**Records provided**
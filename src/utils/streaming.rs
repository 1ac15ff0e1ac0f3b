//! Paced streaming of a completed answer.
//!
//! The text being streamed already exists in full; [`StreamSession`] cuts it
//! into word tokens and releases them on a fixed cadence so a subscriber sees
//! the answer build up. [`paced`] adds a second, independent delay in front of
//! every chunk a subscriber receives.

use futures_util::stream::Stream;
use futures_util::StreamExt;
use std::collections::VecDeque;
use std::convert::Infallible;
use tokio::time::{sleep, Duration};
use tokio_util::sync::{CancellationToken, DropGuard};
use tracing::debug;

/// Chunk sent before any answer text
pub const PROCESSING_NOTICE: &str = "Processing your request...";

/// Terminal marker on normal completion
pub const DONE_MARKER: &str = "[DONE]";

/// Terminal marker after an error chunk
pub const ERROR_MARKER: &str = "[ERROR]";

/// One unit delivered to a stream subscriber
#[derive(Debug, Clone, PartialEq, Eq)]
pub enum StreamChunk {
    /// Initial "processing started" notice
    Notice,
    /// Word token, with a leading space after the first
    Token(String),
    /// Error message emitted in-band
    Error(String),
    /// Normal end of stream
    Done,
    /// End of stream after an error
    ErrorEnd,
}

impl StreamChunk {
    /// Text carried by this chunk
    pub fn text(&self) -> String {
        match self {
            StreamChunk::Notice => PROCESSING_NOTICE.to_string(),
            StreamChunk::Token(token) => token.clone(),
            StreamChunk::Error(message) => format!("Error: {}", message),
            StreamChunk::Done => DONE_MARKER.to_string(),
            StreamChunk::ErrorEnd => ERROR_MARKER.to_string(),
        }
    }

    /// Frame as `data: <chunk>\n\n`
    pub fn frame(&self) -> String {
        format!("data: {}\n\n", self.text())
    }

    /// Whether this chunk ends the stream
    pub fn is_terminal(&self) -> bool {
        matches!(self, StreamChunk::Done | StreamChunk::ErrorEnd)
    }
}

/// Lifecycle of a [`StreamSession`]
#[derive(Debug, Clone, Copy, PartialEq, Eq)]
pub enum StreamState {
    /// Tokens are being emitted
    Open,
    /// Tokens exhausted, terminal marker pending
    Draining,
    /// Nothing more will be emitted
    Closed,
}

/// Cancels a [`StreamSession`] from outside, e.g. when its subscriber leaves.
#[derive(Debug, Clone, Default)]
pub struct CancelHandle {
    token: CancellationToken,
}

impl CancelHandle {
    /// Create a handle that is not yet cancelled
    pub fn new() -> Self {
        Self::default()
    }

    /// Request cancellation
    pub fn cancel(&self) {
        self.token.cancel();
    }

    /// Whether cancellation was requested
    pub fn is_cancelled(&self) -> bool {
        self.token.is_cancelled()
    }

    /// Resolves once cancellation is requested
    pub async fn cancelled(&self) {
        self.token.cancelled().await
    }

    /// Guard that requests cancellation when dropped
    pub fn drop_guard(&self) -> DropGuard {
        self.token.clone().drop_guard()
    }
}

/// Split text into word tokens, prefixing every token after the first with a
/// single space.
///
/// Runs of whitespace collapse to one space, so the original spacing is not
/// reproduced exactly.
pub fn tokenize(text: &str) -> VecDeque<String> {
    text.split_whitespace()
        .enumerate()
        .map(|(index, word)| {
            if index == 0 {
                word.to_string()
            } else {
                format!(" {}", word)
            }
        })
        .collect()
}

/// A finite, non-restartable pacing of one completed text.
///
/// `emit_next` yields tokens in order, then a single [`StreamChunk::Done`],
/// then `None` forever. After cancellation it yields `None` and never the
/// terminal marker.
#[derive(Debug)]
pub struct StreamSession {
    tokens: VecDeque<String>,
    emitted: usize,
    state: StreamState,
    token_delay: Duration,
    cancel: CancelHandle,
}

impl StreamSession {
    /// Start a session over `full_text`
    pub fn start(full_text: &str, token_delay: Duration) -> Self {
        Self::with_cancel(full_text, token_delay, CancelHandle::new())
    }

    /// Start a session that stops when `cancel` fires
    pub fn with_cancel(full_text: &str, token_delay: Duration, cancel: CancelHandle) -> Self {
        let tokens = tokenize(full_text);
        debug!("Streaming session started with {} tokens", tokens.len());

        Self {
            tokens,
            emitted: 0,
            state: StreamState::Open,
            token_delay,
            cancel,
        }
    }

    /// Current state
    pub fn state(&self) -> StreamState {
        if self.cancel.is_cancelled() {
            StreamState::Closed
        } else {
            self.state
        }
    }

    /// Number of tokens emitted so far
    pub fn emitted(&self) -> usize {
        self.emitted
    }

    /// Number of tokens not yet emitted
    pub fn remaining(&self) -> usize {
        self.tokens.len()
    }

    /// Handle that cancels this session
    pub fn cancel_handle(&self) -> CancelHandle {
        self.cancel.clone()
    }

    /// Stop the session without emitting the terminal marker
    pub fn cancel(&mut self) {
        self.cancel.cancel();
        self.state = StreamState::Closed;
        self.tokens.clear();
    }

    /// Emit the next chunk, waiting out the token cadence first.
    ///
    /// The first token goes out immediately; each later token and the
    /// terminal marker follow the previous token by `token_delay`.
    pub async fn emit_next(&mut self) -> Option<StreamChunk> {
        if self.state() == StreamState::Closed {
            self.state = StreamState::Closed;
            return None;
        }

        if self.tokens.is_empty() {
            self.state = StreamState::Draining;
        }

        if self.emitted > 0 && !self.wait(self.token_delay).await {
            self.cancel();
            return None;
        }

        match self.state {
            StreamState::Open => {
                let token = self.tokens.pop_front()?;
                self.emitted += 1;
                Some(StreamChunk::Token(token))
            }
            StreamState::Draining => {
                self.state = StreamState::Closed;
                Some(StreamChunk::Done)
            }
            StreamState::Closed => None,
        }
    }

    /// Drain the session into a stream of chunks
    pub fn into_stream(self) -> impl Stream<Item = StreamChunk> {
        futures_util::stream::unfold(self, |mut session| async move {
            session.emit_next().await.map(|chunk| (chunk, session))
        })
    }

    /// Sleep unless cancelled first; false means cancelled
    async fn wait(&self, delay: Duration) -> bool {
        if delay.is_zero() {
            return !self.cancel.is_cancelled();
        }

        tokio::select! {
            _ = self.cancel.cancelled() => false,
            _ = sleep(delay) => true,
        }
    }
}

/// Delay every item of `stream` by `delay` before handing it on.
///
/// Stops early, without yielding anything further, once `cancel` fires.
pub fn paced<S>(stream: S, delay: Duration, cancel: CancelHandle) -> impl Stream<Item = S::Item>
where
    S: Stream,
{
    async_stream::stream! {
        futures_util::pin_mut!(stream);
        while let Some(item) = stream.next().await {
            if !delay.is_zero() {
                tokio::select! {
                    _ = cancel.cancelled() => break,
                    _ = sleep(delay) => {}
                }
            }
            if cancel.is_cancelled() {
                break;
            }
            yield item;
        }
    }
}

/// Render chunks as `data:` frames for a response body.
///
/// The returned stream owns a guard on `cancel`: dropping it, as a server
/// does when the subscriber disconnects, cancels the session feeding it.
pub fn into_frames<S>(
    chunks: S,
    cancel: &CancelHandle,
) -> impl Stream<Item = Result<String, Infallible>>
where
    S: Stream<Item = StreamChunk>,
{
    let guard = cancel.drop_guard();
    chunks.map(move |chunk| {
        let _guard = &guard;
        Ok::<_, Infallible>(chunk.frame())
    })
}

**Activity**
Please state how many lines in the data contain the word "impl", giving only that number.

**Task answer**
6